Aim of the exercise =>
Nothing but the lines from the top of the following entries through the line with "use bytes::Bytes;" should be printed, exactly as they are.

----------------

//! Reasoning model client
//!
//! The model answers either with a single payload or with a newline-delimited
//! stream of [`StreamFrame`]s. Both are exposed as a [`ModelResponse`]; callers
//! that only care about the text can flatten either mode with
//! [`ModelResponse::into_chunks`].

use bytes::Bytes;
use futures::stream::{self, BoxStream, Stream, StreamExt};
use reqwest::Client;
use tracing::debug;
use triage_core::dto::model::{InferenceRequest, StreamFrame};

use crate::error::{ClientError, Result};
use crate::{check_status, normalize_base_url};

/// Lazily decoded chunk payloads, in arrival order
pub type ChunkStream = BoxStream<'static, Result<Bytes>>;

/// Response channel of one model invocation
pub enum ModelResponse {
    /// The whole completion in one body
    Payload(Bytes),
    /// Chunks delivered until the service closes the stream
    Stream(ChunkStream),
}

impl ModelResponse {
    /// Views either delivery mode as a chunk sequence; a payload is one chunk
    pub fn into_chunks(self) -> ChunkStream {
        match self {
            Self::Payload(payload) => stream::once(async move { Ok(payload) }).boxed(),
            Self::Stream(chunks) => chunks,
        }
    }
}

impl std::fmt::Debug for ModelResponse {
    fn fmt(&self, f: &mut std::fmt::Formatter<'_>) -> std::fmt::Result {
        match self {
            Self::Payload(payload) => f.debug_tuple("Payload").field(payload).finish(),
            Self::Stream(_) => f.write_str("Stream(..)"),
        }
    }
}

/// HTTP client for the model service
#[derive(Debug, Clone)]
pub struct ModelClient {
    base_url: String,
    client: Client,
}

impl ModelClient {
    pub fn new(base_url: impl Into<String>) -> Self {
        Self::with_client(base_url, Client::new())
    }

    pub fn with_client(base_url: impl Into<String>, client: Client) -> Self {
        Self {
            base_url: normalize_base_url(base_url),
            client,
        }
    }

    pub fn base_url(&self) -> &str {
        &self.base_url
    }

    /// Invokes the model and waits for the complete body
    pub async fn invoke(&self, model_id: &str, request: &InferenceRequest) -> Result<ModelResponse> {
        let url = format!("{}/model/{}/invoke", self.base_url, model_id);
        let response = self.client.post(&url).json(request).send().await?;

        let payload = check_status(response).await?.bytes().await?;
        debug!("Model {} returned {} bytes", model_id, payload.len());

        Ok(ModelResponse::Payload(payload))
    }

    /// Invokes the model and returns its chunks as they arrive
    ///
    /// A status error is reported here; errors after the stream has started
    /// surface as the last item of the [`ChunkStream`].
    pub async fn invoke_stream(
        &self,
        model_id: &str,
        request: &InferenceRequest,
    ) -> Result<ModelResponse> {
        let url = format!("{}/model/{}/invoke-with-response-stream", self.base_url, model_id);
        let response = self.client.post(&url).json(request).send().await?;

        let response = check_status(response).await?;
        debug!("Model {} opened response stream", model_id);

        Ok(ModelResponse::Stream(frame_chunks(Box::pin(
            response.bytes_stream(),
        ))))
    }
}

// =============================================================================
// Stream Framing
// =============================================================================

/// Splits a byte stream into lines regardless of network chunk boundaries
struct LineFramer<S> {
    body: S,
    buffer: Vec<u8>,
    exhausted: bool,
    failed: bool,
}

impl<S, E> LineFramer<S>
where
    S: Stream<Item = std::result::Result<Bytes, E>> + Unpin,
    E: Into<ClientError>,
{
    fn take_line(&mut self) -> Option<Vec<u8>> {
        let end = self.buffer.iter().position(|byte| *byte == b'\n')?;
        let mut line: Vec<u8> = self.buffer.drain(..=end).collect();
        line.pop();
        Some(line)
    }

    /// Next non-blank line; `None` once the body is exhausted
    async fn next_line(&mut self) -> Option<Result<Vec<u8>>> {
        loop {
            if let Some(line) = self.take_line() {
                if is_blank(&line) {
                    continue;
                }
                return Some(Ok(line));
            }

            if self.exhausted {
                let rest = std::mem::take(&mut self.buffer);
                return (!is_blank(&rest)).then_some(Ok(rest));
            }

            match self.body.next().await {
                Some(Ok(bytes)) => self.buffer.extend_from_slice(&bytes),
                Some(Err(err)) => {
                    self.exhausted = true;
                    self.buffer.clear();
                    return Some(Err(err.into()));
                }
                None => self.exhausted = true,
            }
        }
    }
}

fn is_blank(line: &[u8]) -> bool {
    line.iter().all(u8::is_ascii_whitespace)
}

/// Decodes one frame line into a chunk payload; keep-alive frames yield `None`
fn decode_frame(line: &[u8]) -> Result<Option<Bytes>> {
    let frame = StreamFrame::parse(line)?;

    if let Some(error) = frame.error {
        return Err(ClientError::Stream(error.message));
    }

    match frame.chunk {
        Some(chunk) => Ok(Some(Bytes::from(chunk.decode()?))),
        None => Ok(None),
    }
}

/// Turns a newline-delimited frame body into a [`ChunkStream`]
///
/// The stream ends after the first error.
fn frame_chunks<S, E>(body: S) -> ChunkStream
where
    S: Stream<Item = std::result::Result<Bytes, E>> + Send + Unpin + 'static,
    E: Into<ClientError> + Send + 'static,
{
    let framer = LineFramer {
        body,
        buffer: Vec::new(),
        exhausted: false,
        failed: false,
    };

    stream::unfold(framer, |mut framer| async move {
        if framer.failed {
            return None;
        }

        loop {
            let line = match framer.next_line().await? {
                Ok(line) => line,
                Err(err) => {
                    framer.failed = true;
                    return Some((Err(err), framer));
                }
            };

            match decode_frame(&line) {
                Ok(Some(payload)) => return Some((Ok(payload), framer)),
                Ok(None) => continue,
                Err(err) => {
                    framer.failed = true;
                    return Some((Err(err), framer));
                }
            }
        }
    })
    .boxed()
}
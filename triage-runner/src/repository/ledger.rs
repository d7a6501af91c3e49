//! Remediation ledger
//!
//! Records which (batch, resource) pairs have already been remediated so a
//! redelivered batch does not terminate the same resource twice.

use anyhow::{Context, Result};
use async_trait::async_trait;
use sqlx::PgPool;
use std::collections::HashSet;
use std::sync::{Arc, Mutex};
use triage_core::dto::event::BatchKey;

/// Repository trait for the at-most-once remediation guard
#[async_trait]
pub trait LedgerRepository: Send + Sync {
    /// Claims the pair; returns `false` if it was already claimed
    async fn claim(&self, batch_key: &BatchKey, resource_id: &str) -> Result<bool>;

    /// Drops a claim so a later delivery may act again
    async fn release(&self, batch_key: &BatchKey, resource_id: &str) -> Result<()>;
}

/// Process-local ledger; claims are lost on restart
///
/// The claim set is never pruned. It grows by one entry per terminate
/// accepted, which stays small for the life of a worker.
#[derive(Clone, Default)]
pub struct InMemoryLedger {
    claims: Arc<Mutex<HashSet<(String, String)>>>,
}

impl InMemoryLedger {
    pub fn new() -> Self {
        Self::default()
    }

    #[cfg(test)]
    pub fn len(&self) -> usize {
        self.claims.lock().unwrap().len()
    }
}

#[async_trait]
impl LedgerRepository for InMemoryLedger {
    async fn claim(&self, batch_key: &BatchKey, resource_id: &str) -> Result<bool> {
        let mut claims = self
            .claims
            .lock()
            .map_err(|_| anyhow::anyhow!("ledger lock poisoned"))?;
        Ok(claims.insert((batch_key.to_string(), resource_id.to_string())))
    }

    async fn release(&self, batch_key: &BatchKey, resource_id: &str) -> Result<()> {
        let mut claims = self
            .claims
            .lock()
            .map_err(|_| anyhow::anyhow!("ledger lock poisoned"))?;
        claims.remove(&(batch_key.to_string(), resource_id.to_string()));
        Ok(())
    }
}

/// Postgres-backed ledger shared by every runner process
pub struct PgLedger {
    pool: PgPool,
}

impl PgLedger {
    pub fn new(pool: PgPool) -> Self {
        Self { pool }
    }
}

#[async_trait]
impl LedgerRepository for PgLedger {
    async fn claim(&self, batch_key: &BatchKey, resource_id: &str) -> Result<bool> {
        let result = sqlx::query(
            r#"
            INSERT INTO remediation_ledger (batch_key, resource_id, claimed_at)
            VALUES ($1, $2, $3)
            ON CONFLICT (batch_key, resource_id) DO NOTHING
            "#,
        )
        .bind(batch_key.as_str())
        .bind(resource_id)
        .bind(chrono::Utc::now())
        .execute(&self.pool)
        .await
        .context("Failed to claim remediation")?;

        Ok(result.rows_affected() == 1)
    }

    async fn release(&self, batch_key: &BatchKey, resource_id: &str) -> Result<()> {
        sqlx::query("DELETE FROM remediation_ledger WHERE batch_key = $1 AND resource_id = $2")
            .bind(batch_key.as_str())
            .bind(resource_id)
            .execute(&self.pool)
            .await
            .context("Failed to release remediation claim")?;

        Ok(())
    }
}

----------------

Task solution =>
//! Reasoning model client
//!
//! The model answers either with a single payload or with a newline-delimited
//! stream of [`StreamFrame`]s. Both are exposed as a [`ModelResponse`]; callers
//! that only care about the text can flatten either mode with
//! [`ModelResponse::into_chunks`].

use bytes::Bytes;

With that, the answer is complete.